Racking up a pile of adequate poems is far less important that lolling about with a new work and striving for the best word, the most advantageous line end, a new stanza configuration, all with the goal of creating something magical, or even important. What does it matter if a writer spends an hour rearranging a new piece to see what will be implied in the process? After all, isn't that part of the joy of being a writer, playing with language to discover all its potential and impact?

If I ask a class of adults at the beginning of each session, "How was your week as a writer?" I am suggesting that they take the time from all their other obligations, duties, and distractions to honor that part of their selves, their identities. It is no frivolous query. Yet, sometimes those adult students balk at the question, shy from it, and then complain about it on my evaluations. They are looking to get a particular set of teachings or experience, mostly "What do you think about my poem?" rather than "What can I learn about being a poet?"
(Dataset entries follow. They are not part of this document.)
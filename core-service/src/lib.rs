//! Core service façade and bootstrap helpers.
//!
//! This crate wires the configured object store, the SQLite catalog and the
//! playlist store into a single [`CoreService`]. Each public operation maps
//! onto one request of the HTTP surface; an adapter only has to translate
//! requests into calls and [`CoreError::to_response`] into a status and body.
//!
//! ## Usage
//!
//! ```ignore
//! use core_runtime::config::CoreConfigBuilder;
//! use core_service::CoreService;
//!
//! let config = CoreConfigBuilder::from_env()?.build()?;
//! let service = CoreService::bootstrap(config).await?;
//!
//! let report = service.sync().await?;
//! let tracks = service.list_tracks().await?;
//! service.shutdown().await;
//! ```

pub mod error;

pub use core_sync::{SyncReport, UploadFile};
pub use error::{CoreError, ErrorCode, ErrorResponse, Result};

use std::sync::Arc;

use bridge_traits::{
    storage::{ObjectBody, ObjectStore},
    time::SystemClock,
};
use core_library::{
    repositories::{
        DocumentPlaylistRepository, PlaylistRepository, SqlitePlaylistRepository,
        SqliteTrackRepository, TrackRepository,
    },
    DatabaseConfig, FilenameParser, LibraryError, PlayableTrack, PlayableUrlBuilder,
    PlaylistWithTracks,
};
use core_runtime::config::{CoreConfig, PlaylistStorage};
use core_sync::{SyncConfig, SyncCoordinator, TrackIngestor, TrackUploader};
use serde::{Deserialize, Serialize};
use sqlx::SqlitePool;
use tracing::{info, instrument};

/// Playlist name used when an upload does not name one
pub const DEFAULT_UPLOAD_PLAYLIST: &str = "New Upload";

/// Playlist as served to clients
#[derive(Debug, Clone, PartialEq, Eq, Serialize, Deserialize)]
#[serde(rename_all = "camelCase")]
pub struct PlaylistView {
    pub id: String,
    pub name: String,
    pub tracks: Vec<PlayableTrack>,
}

/// Result of an upload request
#[derive(Debug, Clone, PartialEq, Eq, Serialize, Deserialize)]
#[serde(rename_all = "camelCase")]
pub struct UploadReport {
    /// Playlist the uploaded tracks were attached to
    pub playlist: PlaylistView,
    /// Catalog entries of the uploaded files, in upload order
    pub uploaded: Vec<PlayableTrack>,
    /// How many of them were new to the catalog
    pub created_count: usize,
}

/// Primary façade exposed to host applications.
#[derive(Clone)]
pub struct CoreService {
    pool: SqlitePool,
    store: Arc<dyn ObjectStore>,
    bucket: String,
    tracks: Arc<dyn TrackRepository>,
    playlists: Arc<dyn PlaylistRepository>,
    coordinator: Arc<SyncCoordinator>,
    uploader: Arc<TrackUploader>,
    urls: PlayableUrlBuilder,
}

impl CoreService {
    /// Open the catalog and wire every component from `config`
    ///
    /// # Errors
    ///
    /// Fails if the configuration is invalid or the database cannot be
    /// opened and migrated.
    #[instrument(skip(config), fields(bucket = %config.bucket))]
    pub async fn bootstrap(config: CoreConfig) -> Result<Self> {
        config.validate()?;

        let urls = PlayableUrlBuilder::new(config.public_base_url.as_str())?;
        let pool = core_library::create_pool(DatabaseConfig::new(config.database_path.clone())).await?;

        let store = config.object_store;
        let tracks: Arc<dyn TrackRepository> = Arc::new(SqliteTrackRepository::new(pool.clone()));
        let playlists: Arc<dyn PlaylistRepository> = match config.playlist_storage {
            PlaylistStorage::Database => Arc::new(SqlitePlaylistRepository::new(pool.clone())),
            PlaylistStorage::ObjectStore => Arc::new(DocumentPlaylistRepository::new(
                store.clone(),
                config.bucket.clone(),
                tracks.clone(),
            )),
        };

        let parser = FilenameParser::new(
            config.decorative_markers.clone(),
            config.media_extensions.clone(),
        );
        let ingestor = Arc::new(TrackIngestor::new(
            parser,
            tracks.clone(),
            Arc::new(SystemClock),
        ));

        let uploader = Arc::new(TrackUploader::new(
            store.clone(),
            config.bucket.clone(),
            ingestor.clone(),
            config.media_extensions.clone(),
        ));
        let sync_config = SyncConfig {
            media_extensions: config.media_extensions,
            ..SyncConfig::default()
        };
        let coordinator = Arc::new(SyncCoordinator::new(
            store.clone(),
            config.bucket.clone(),
            ingestor,
            sync_config,
        ));

        info!(
            playlist_storage = %config.playlist_storage,
            "Core service initialized"
        );

        Ok(Self {
            pool,
            store,
            bucket: config.bucket,
            tracks,
            playlists,
            coordinator,
            uploader,
            urls,
        })
    }

    /// Every catalogued track with its playable URL
    pub async fn list_tracks(&self) -> Result<Vec<PlayableTrack>> {
        let tracks = self.tracks.list_all().await?;
        Ok(tracks.into_iter().map(|t| self.urls.playable(t)).collect())
    }

    pub async fn list_playlists(&self) -> Result<Vec<PlaylistView>> {
        let playlists = self.playlists.list_all().await?;
        Ok(playlists.into_iter().map(|p| self.view(p)).collect())
    }

    pub async fn get_playlist(&self, id: &str) -> Result<PlaylistView> {
        let playlist = self
            .playlists
            .get_with_tracks(id)
            .await?
            .ok_or_else(|| LibraryError::NotFound {
                entity_type: "Playlist".to_string(),
                id: id.to_string(),
            })?;
        Ok(self.view(playlist))
    }

    /// Create an empty playlist, or return the existing one with that name
    #[instrument(skip(self))]
    pub async fn create_playlist(&self, name: &str) -> Result<PlaylistView> {
        let playlist = self.playlists.create_or_get_by_name(name).await?;
        self.get_playlist(&playlist.id).await
    }

    /// Create-or-get the named playlist and replace its tracks
    #[instrument(skip(self, track_ids), fields(tracks = track_ids.len()))]
    pub async fn overwrite_playlist(&self, name: &str, track_ids: &[String]) -> Result<PlaylistView> {
        let playlist = self.playlists.replace_contents(name, track_ids).await?;
        Ok(self.view(playlist))
    }

    /// Add tracks to a playlist; tracks already present are kept in place
    #[instrument(skip(self, track_ids), fields(tracks = track_ids.len()))]
    pub async fn add_tracks(&self, playlist_id: &str, track_ids: &[String]) -> Result<PlaylistView> {
        let playlist = self.playlists.add_members(playlist_id, track_ids).await?;
        Ok(self.view(playlist))
    }

    pub async fn sync(&self) -> Result<SyncReport> {
        Ok(self.coordinator.sync().await?)
    }

    /// Store files in the bucket, catalog them and attach them to a playlist
    ///
    /// A missing or blank name selects [`DEFAULT_UPLOAD_PLAYLIST`]. Existing
    /// members of the playlist are kept. The playlist name and every file
    /// name are checked before anything is written.
    #[instrument(skip(self, files), fields(files = files.len()))]
    pub async fn upload_tracks(
        &self,
        playlist_name: Option<&str>,
        files: &[UploadFile],
    ) -> Result<UploadReport> {
        let name = playlist_name
            .map(str::trim)
            .filter(|n| !n.is_empty())
            .unwrap_or(DEFAULT_UPLOAD_PLAYLIST);
        self.playlists.validate_name(name)?;

        let outcomes = self.uploader.upload(files).await?;
        let created_count = outcomes.iter().filter(|o| o.is_created()).count();
        let uploaded: Vec<_> = outcomes.into_iter().map(|o| o.into_track()).collect();
        let ids: Vec<String> = uploaded.iter().map(|t| t.id.clone()).collect();

        let playlist = self.playlists.create_or_get_by_name(name).await?;
        let playlist = self.playlists.add_members(&playlist.id, &ids).await?;

        info!(playlist = name, uploaded = ids.len(), created_count, "Upload attached to playlist");

        Ok(UploadReport {
            playlist: self.view(playlist),
            uploaded: uploaded.into_iter().map(|t| self.urls.playable(t)).collect(),
            created_count,
        })
    }

    /// Catalog one object that already exists in the bucket
    pub async fn register_object(&self, key: &str) -> Result<PlayableTrack> {
        let outcome = self.coordinator.register_key(key).await?;
        Ok(self.urls.playable(outcome.into_track()))
    }

    /// Open the audio object behind a catalogued track
    #[instrument(skip(self))]
    pub async fn open_track(&self, track_id: &str) -> Result<ObjectBody> {
        let track = self
            .tracks
            .find_by_id(track_id)
            .await?
            .ok_or_else(|| LibraryError::NotFound {
                entity_type: "Track".to_string(),
                id: track_id.to_string(),
            })?;

        Ok(self.store.get_object(&self.bucket, &track.source_key).await?)
    }

    pub fn bucket(&self) -> &str {
        &self.bucket
    }

    pub fn urls(&self) -> &PlayableUrlBuilder {
        &self.urls
    }

    /// Close the database pool; the service must not be used afterwards
    pub async fn shutdown(&self) {
        info!("Shutting down core service");
        self.pool.close().await;
    }

    fn view(&self, playlist: PlaylistWithTracks) -> PlaylistView {
        PlaylistView {
            id: playlist.playlist.id,
            name: playlist.playlist.name,
            tracks: playlist
                .tracks
                .into_iter()
                .map(|t| self.urls.playable(t))
                .collect(),
        }
    }
}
I am never complacent about my work. I demand a great deal from myself. I read other poets and read about poetry regularly, I talk with other writers, I experiment, and I push myself to grow, to never believe I know all there is to know about the art. I have determined that I know a fair amount and that I have a certain level of skill that I am now becoming comfortable in, even confident. I know I have a viewpoint that is worthy of sharing. I have also discovered that a classroom full of seemingly cranky 5th graders will often be more open to discovery than any number of adults. This is so in adult writing workshops and in teacher in-services. It is sad that we only want what we think we need. We want praise and a list of "how to's" rather than being willing to let the instructor be the driver and to sit back and enjoy the ride, while discovering that there is a new landscape beyond our own knowledge and expectation.  In the interest of discovery, I rarely forecast what I will be teaching. I am resistant to syllabi, and equally resistant to rubrics.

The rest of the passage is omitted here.